Connection pooling is not optional in production

PostgreSQL's default max_connections is 100. Each connection holds memory (roughly 5-10 MB). A web application with 20 pods, each opening 10 connections, hits the limit before it gets interesting. Use PgBouncer for self-hosted deployments — it pools connections in transaction mode and makes the limit effectively irrelevant. Cloudflare Hyperdrive does the same thing for Workers: it maintains a warm pool at the edge so each Worker invocation doesn't pay the TCP + TLS handshake cost.

# Backup strategy

# Small databases (dev, staging): logical backup
pg_dump -Fc -h host -U user dbname > backup_$(date +%Y%m%d).dump
pg_restore -d newdb backup_20260416.dump

# Production: physical backup + WAL archiving
# pg_basebackup takes a binary snapshot
pg_basebackup -h host -U replicator -Ft -z -Xs -P -D /backups/base

# WAL archiving in postgresql.conf
archive_mode = on
archive_command = 'gsutil cp %p gs://my-bucket/wal/%f'

# Point-in-time recovery: restore base + replay WAL to a specific timestamp

05 · SA context

Running PostgreSQL in a South African context.

South Africa has specific infrastructure constraints and regulatory requirements that shape how PostgreSQL gets deployed and configured here.

Cloud SQL in africa-south1. Google Cloud SQL has a PostgreSQL offering in the Johannesburg region (africa-south1). This is the right default for POPIA-sensitive builds where data residency in South Africa is a requirement. Latency from most SA cities to Johannesburg is low enough that application-level connection pooling (PgBouncer or Hyperdrive) makes the round-trip negligible.

POPIA and row-level security. The Protection of Personal Information Act requires that data subjects can access and request deletion of their personal data. PostgreSQL's row-level security (RLS) makes this straightforward: define a policy that restricts row access based on a session variable set to the current data subject's ID. An agent or API can query as a specific data subject and automatically get only their rows — no application-level filtering required.

Money: never use float. For ZAR amounts, use NUMERIC(12,2) or store as integer cents. Floating-point arithmetic introduces rounding errors that compound across aggregations. A sum of 10,000 float-stored transactions may differ from the correct value by a few cents — which is a financial reporting error, not just a rounding quirk.

Load shedding resilience. During load shedding, database connections are dropped when the server restarts. The defence: connection pooling (PgBouncer reconnects automatically), application-level retry logic with exponential backoff, and WAL archiving to cloud storage so point-in-time recovery is available if a hard restart corrupts a checkpoint. Do not rely on pg_dump scheduled jobs alone — WAL archiving is the safety net.

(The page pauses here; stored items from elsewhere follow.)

use crate::boxed::Indirect;
use crate::fat::{Alloc, Free};



// Allocating traits, falliable counterparts

#[cfg(feature = "panicy-memory")] impl<T: Default, A: Alloc + Free + Default> Default for Indirect<T, A> {
    /// Allocate storage using `A::default()`, then fill it with `T::default()`.
    ///
    /// ## Failure Modes
    /// *   Fails to compile on impossible alignments (e.g. attempting to allocate 4 KiB alignment pages via 8/16 byte aligned malloc)
    /// *   [`panic!`]s when out of memory
    #[track_caller] fn default() -> Self { Self::new_with(T::default) }
}

/// Non-panicing alternatives to [`Default`] / support for alternative allocators.
impl<T: Default, A: Alloc + Free> Indirect<T, A> {
    /// Allocate storage using `A::default()`, then fill it with `T::default()`.
    ///
    /// ## Failure Modes
    /// *   Fails to compile on impossible alignments (e.g. attempting to allocate 4 KiB alignment pages via 8/16 byte aligned malloc)
    /// *   Returns <code>[Err]\(...\)</code> when out of memory
    ///
    /// ## Examples
    /// ```
    /// use indirect::{allocator::{c::Malloc, debug::Null}, Indirect};
    /// let err = Indirect::<u32, Null>::try_default().unwrap_err();
    /// let b = Indirect::<u32, Malloc>::try_default().unwrap();
    /// assert_eq!(*b, 0);
    /// ```
    ///
    /// ```compile_fail,E0080
    /// // won't compile - Malloc doesn't support Page alignment
    /// # use indirect::{allocator::c::Malloc, Indirect};
    /// #[repr(C, align(4096))] pub struct Page([u8; 4096]);
    /// impl Default for Page { fn default() -> Self { Self([0; 4096]) } }
    /// let b = Indirect::<Page, Malloc>::try_default().unwrap();
    /// ```
    pub fn try_default() -> Result<Self, A::Error> where A : Default { Self::try_default_in(A::default()) }

    /// Allocate storage using `allocator`, then fill it with `T::default()`.
    pub fn try_default_in(allocator: A) -> Result<Self, A::Error> { Self::try_new_with_in(T::default, allocator) }

    /// Allocate storage using `allocator`, then fill it with `T::default()`.
    ///
    /// ## Failure Modes
    /// *   [`panic!`]s when out of memory
    #[cfg(feature = "panicy-memory")] #[track_caller] pub fn default_in(allocator: A) -> Self { Self::new_with_in(T::default, allocator) }
}



#[cfg(test)] mod tests {
    use crate::Indirect;
    use crate::allocator::{alloc::Global, debug::{Null, Tracking}};
    use crate::util::drop::Tester;
    use alloc::string::String;

    #[test] fn default() {
        let a : Indirect<String, Global> = Indirect::default();
        assert_eq!(*a, "");
        assert!(!Indirect::is_valueless(&a));

        let t = Indirect::<Tester, Global>::default();
        assert_eq!(t.get(), 0);
    }

    #[test] fn default_in() {
        let tracking = Tracking::new(Global);
        let a = Indirect::<u64, _>::default_in(&tracking);
        assert_eq!(*a, 0);
        assert_eq!(tracking.outstanding(), 1);
        assert!(Indirect::<u64, _>::try_default_in(Null).is_err());
    }
}
//! [`ConstructError`] (and any future error types)

use core::fmt::{self, Debug, Display, Formatter};



/// Building the value of an [`Indirect`](crate::Indirect) failed.
///
/// Either the allocator couldn't provide storage ([`Alloc`](Self::Alloc)), or storage was provided but the
/// constructor itself returned an error ([`Construct`](Self::Construct)).  In the latter case the storage has
/// already been freed by the time you see this error.
#[derive(Clone, Copy, Debug, PartialEq, Eq, Hash)] pub enum ConstructError<AE, CE> {
    Alloc(AE),
    Construct(CE),
}

impl<AE, CE> ConstructError<AE, CE> {
    /// Returns <code>[Some]\(...\)</code> if this was an allocation failure.
    pub fn alloc(self) -> Option<AE> { match self { Self::Alloc(e) => Some(e), Self::Construct(_) => None } }

    /// Returns <code>[Some]\(...\)</code> if this was a constructor failure.
    pub fn construct(self) -> Option<CE> { match self { Self::Alloc(_) => None, Self::Construct(e) => Some(e) } }
}

impl<AE: Debug, CE: Display> Display for ConstructError<AE, CE> {
    fn fmt(&self, f: &mut Formatter<'_>) -> fmt::Result {
        match self {
            Self::Alloc(e)      => write!(f, "unable to allocate storage for the value: {e:?}"),
            Self::Construct(e)  => write!(f, "constructing the value failed: {e}"),
        }
    }
}

#[cfg(feature = "std")] impl<AE: Debug, CE: std::error::Error + 'static> std::error::Error for ConstructError<AE, CE> {
    fn source(&self) -> Option<&(dyn std::error::Error + 'static)> { match self { Self::Alloc(_) => None, Self::Construct(e) => Some(e) } }
}



#[test] fn display() {
    use alloc::string::ToString;
    let e : ConstructError<(), &str> = ConstructError::Alloc(());
    assert_eq!(e.to_string(), "unable to allocate storage for the value: ()");
    assert_eq!(e.alloc(), Some(()));

    let e : ConstructError<(), &str> = ConstructError::Construct("negative size");
    assert_eq!(e.to_string(), "constructing the value failed: negative size");
    assert_eq!(e.construct(), Some("negative size"));
}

-- Row-level security for POPIA data-subject access control
ALTER TABLE customer_data ENABLE ROW LEVEL SECURITY;

-- Policy: each session can only see rows where customer_id matches the session variable
CREATE POLICY customer_isolation ON customer_data
  USING (customer_id = current_setting('app.current_customer_id')::bigint);

-- Set before each query in the application layer
SET app.current_customer_id = '42';
SELECT * FROM customer_data; -- returns only customer 42's rows

-- ZAR money: always NUMERIC, never FLOAT
CREATE TABLE invoices (
  id         bigserial primary key,
  amount_zar numeric(12,2) NOT NULL,  -- correct
  amount_bad float                       -- never do this
);

06 · Gotchas

Things that only bite once you ship.

Six failure modes worth internalising before a PostgreSQL instance goes in front of production traffic.

Never use float for money

Use NUMERIC(12,2) or integer cents. Floating-point arithmetic accumulates rounding errors that show up in financial reports. This catches every new engineer exactly once — usually in production.

Connection limits hit fast

Default max_connections=100. A 20-pod app with 5 connections each is already at the limit. Use PgBouncer in transaction mode for self-hosted, or Cloudflare Hyperdrive for Workers. Raising max_connections without pooling just moves the pain.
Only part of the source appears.